Understand Why Employees May Want To Leave
The more knowledge your organization has about why employees are motivated to resign, the better positioned you are to mitigate those problems. Then you can tailor protective strategies to your organization’s business type, budget, and culture. With so many companies trying to fill positions, employees have a lot of power in the workplace they can leverage to their advantage. They realize that this is an opportunity to find new jobs that offer more money, more flexibility, more purpose, or better growth potential for their careers. They don’t have to stay in positions that won’t allow remote work, or that won’t be sensitive to family obligations, or that don’t offer room to grow.
This requires a posture of collaboration with employees so that there’s a healthy balance of give and take that will help them and your organization thrive.
Strategize To Retain the Employees You Have
Hiring new employees requires company time, resources, and money. Those costs multiply quickly when you have many positions to fill due to mass resignations.
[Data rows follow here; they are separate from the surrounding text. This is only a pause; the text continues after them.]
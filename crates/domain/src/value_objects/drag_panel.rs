//! Drag-to-resize state for a bottom-sheet panel
//!
//! Both the route-list panel and the route-detail panel resize through the
//! same mechanics: a stream of drag deltas during one gesture, with the
//! height clamped to a viewport-derived range on every single update.

use serde::{Deserialize, Serialize};
use std::fmt;

/// Smallest allowed panel height, as a fraction of the viewport
pub const MIN_VIEWPORT_FRACTION: f64 = 0.3;

/// Largest allowed panel height, as a fraction of the viewport
pub const MAX_VIEWPORT_FRACTION: f64 = 0.7;

/// Error type for a malformed clamp range
#[derive(Debug, Clone, Copy, PartialEq, Eq)]
pub struct InvalidPanelBounds;

impl fmt::Display for InvalidPanelBounds {
    fn fmt(&self, f: &mut fmt::Formatter<'_>) -> fmt::Result {
        write!(f, "Invalid panel bounds: min and max must be finite with 0 <= min <= max")
    }
}

impl std::error::Error for InvalidPanelBounds {}

/// Resizable panel state: current height plus its clamp range
///
/// The height never leaves `[min, max]`, not even transiently, regardless
/// of how far a drag overshoots. Each panel owns an independent instance.
#[derive(Debug, Clone, Copy, PartialEq, Serialize, Deserialize)]
pub struct DragPanel {
    height: f64,
    min: f64,
    max: f64,
}

impl DragPanel {
    /// Create a panel with an explicit clamp range, starting at `min`
    ///
    /// # Errors
    ///
    /// Returns `InvalidPanelBounds` when the range is non-finite, negative,
    /// or inverted.
    pub fn new(min: f64, max: f64) -> Result<Self, InvalidPanelBounds> {
        if !min.is_finite() || !max.is_finite() || min < 0.0 || min > max {
            return Err(InvalidPanelBounds);
        }
        Ok(Self {
            height: min,
            min,
            max,
        })
    }

    /// Derive the clamp range from the viewport height (30% to 70%)
    ///
    /// # Errors
    ///
    /// Returns `InvalidPanelBounds` for a non-finite or non-positive viewport.
    pub fn from_viewport(viewport_height: f64) -> Result<Self, InvalidPanelBounds> {
        if !viewport_height.is_finite() || viewport_height <= 0.0 {
            return Err(InvalidPanelBounds);
        }
        Self::new(
            viewport_height * MIN_VIEWPORT_FRACTION,
            viewport_height * MAX_VIEWPORT_FRACTION,
        )
    }

    /// Apply one drag delta, clamping the result into `[min, max]`
    ///
    /// Positive deltas grow the panel, negative deltas shrink it. Non-finite
    /// deltas are ignored. No snapping happens on gesture end; the height
    /// simply freezes at the last clamped value.
    pub fn apply_drag(&mut self, delta: f64) {
        if !delta.is_finite() {
            return;
        }
        self.height = (self.height + delta).clamp(self.min, self.max);
    }

    /// Current panel height
    #[must_use]
    pub const fn height(&self) -> f64 {
        self.height
    }

    /// Lower clamp bound
    #[must_use]
    pub const fn min(&self) -> f64 {
        self.min
    }

    /// Upper clamp bound
    #[must_use]
    pub const fn max(&self) -> f64 {
        self.max
    }
}

#[cfg(test)]
mod tests {
    use super::*;

    #[test]
    fn starts_at_min() {
        let panel = DragPanel::from_viewport(800.0).expect("valid viewport");
        assert!((panel.height() - 240.0).abs() < f64::EPSILON);
        assert!((panel.min() - 240.0).abs() < f64::EPSILON);
        assert!((panel.max() - 560.0).abs() < f64::EPSILON);
    }

    #[test]
    fn drag_grows_within_bounds() {
        let mut panel = DragPanel::from_viewport(800.0).expect("valid viewport");
        panel.apply_drag(100.0);
        assert!((panel.height() - 340.0).abs() < f64::EPSILON);
    }

    #[test]
    fn overshoot_up_clamps_to_max() {
        let mut panel = DragPanel::from_viewport(800.0).expect("valid viewport");
        panel.apply_drag(10_000.0);
        assert!((panel.height() - panel.max()).abs() < f64::EPSILON);
    }

    #[test]
    fn overshoot_down_clamps_to_min() {
        let mut panel = DragPanel::from_viewport(800.0).expect("valid viewport");
        panel.apply_drag(300.0);
        panel.apply_drag(-10_000.0);
        assert!((panel.height() - panel.min()).abs() < f64::EPSILON);
    }

    #[test]
    fn sequence_of_deltas_stays_in_bounds() {
        let mut panel = DragPanel::from_viewport(640.0).expect("valid viewport");
        for delta in [55.0, -300.0, 480.0, -12.5, 9000.0, -9000.0] {
            panel.apply_drag(delta);
            assert!(panel.height() >= panel.min());
            assert!(panel.height() <= panel.max());
        }
    }

    #[test]
    fn non_finite_delta_is_ignored() {
        let mut panel = DragPanel::from_viewport(800.0).expect("valid viewport");
        let before = panel.height();
        panel.apply_drag(f64::NAN);
        panel.apply_drag(f64::INFINITY);
        assert!((panel.height() - before).abs() < f64::EPSILON);
    }

    #[test]
    fn inverted_bounds_rejected() {
        assert!(DragPanel::new(500.0, 100.0).is_err());
    }

    #[test]
    fn negative_min_rejected() {
        assert!(DragPanel::new(-10.0, 100.0).is_err());
    }

    #[test]
    fn bad_viewport_rejected() {
        assert!(DragPanel::from_viewport(0.0).is_err());
        assert!(DragPanel::from_viewport(-600.0).is_err());
        assert!(DragPanel::from_viewport(f64::NAN).is_err());
    }

    #[test]
    fn panels_are_independent() {
        let mut list_panel = DragPanel::from_viewport(800.0).expect("valid viewport");
        let detail_panel = DragPanel::from_viewport(800.0).expect("valid viewport");
        list_panel.apply_drag(150.0);
        assert!((detail_panel.height() - detail_panel.min()).abs() < f64::EPSILON);
        assert!(list_panel.height() > detail_panel.height());
    }
}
Examine ways your organization can accommodate employee needs to retain them. Many organizations are treating the return to the office in an unrealistic way. It may not be appropriate to expect everything to go back to “normal.” Just as our lives outside of the workplace are still altered, there will not be an old form of normal for everyone to return to work. Not confronting this will lead to a higher number of resignations unnecessarily because it will alienate employees who can’t go back to business as usual due to home life changes and new roles. Don’t force your employees to fit into the old structure, or else. Instead, ask them what they need and offer them empowering choices to help them feel supported, such as continued remote work or schedule flexibility.
Restructure Team Management for Flexibility
One of the most important things for your organization to have right now is a team ready to pivot with rapid changes in the workplace. The Great Resignation doesn’t have to be an indicator of future doom and gloom for your company. There are ways to work with the changes being presented that can benefit your organization.
If you find that your team lacks the talent to fill specific positions or need roles filled quickly, consider other options outside of direct employment, like contract workers or freelancers.
The Great Resignation is here, and many companies will inevitably see higher rates of turnover. Still, suppose your organization can show and demonstrate empathy for employees, create reasons for employees to stay, and offer flexibility with the way employees work. In that case, you will be positioned for a much smoother ride as we continue to navigate the pandemic work landscape.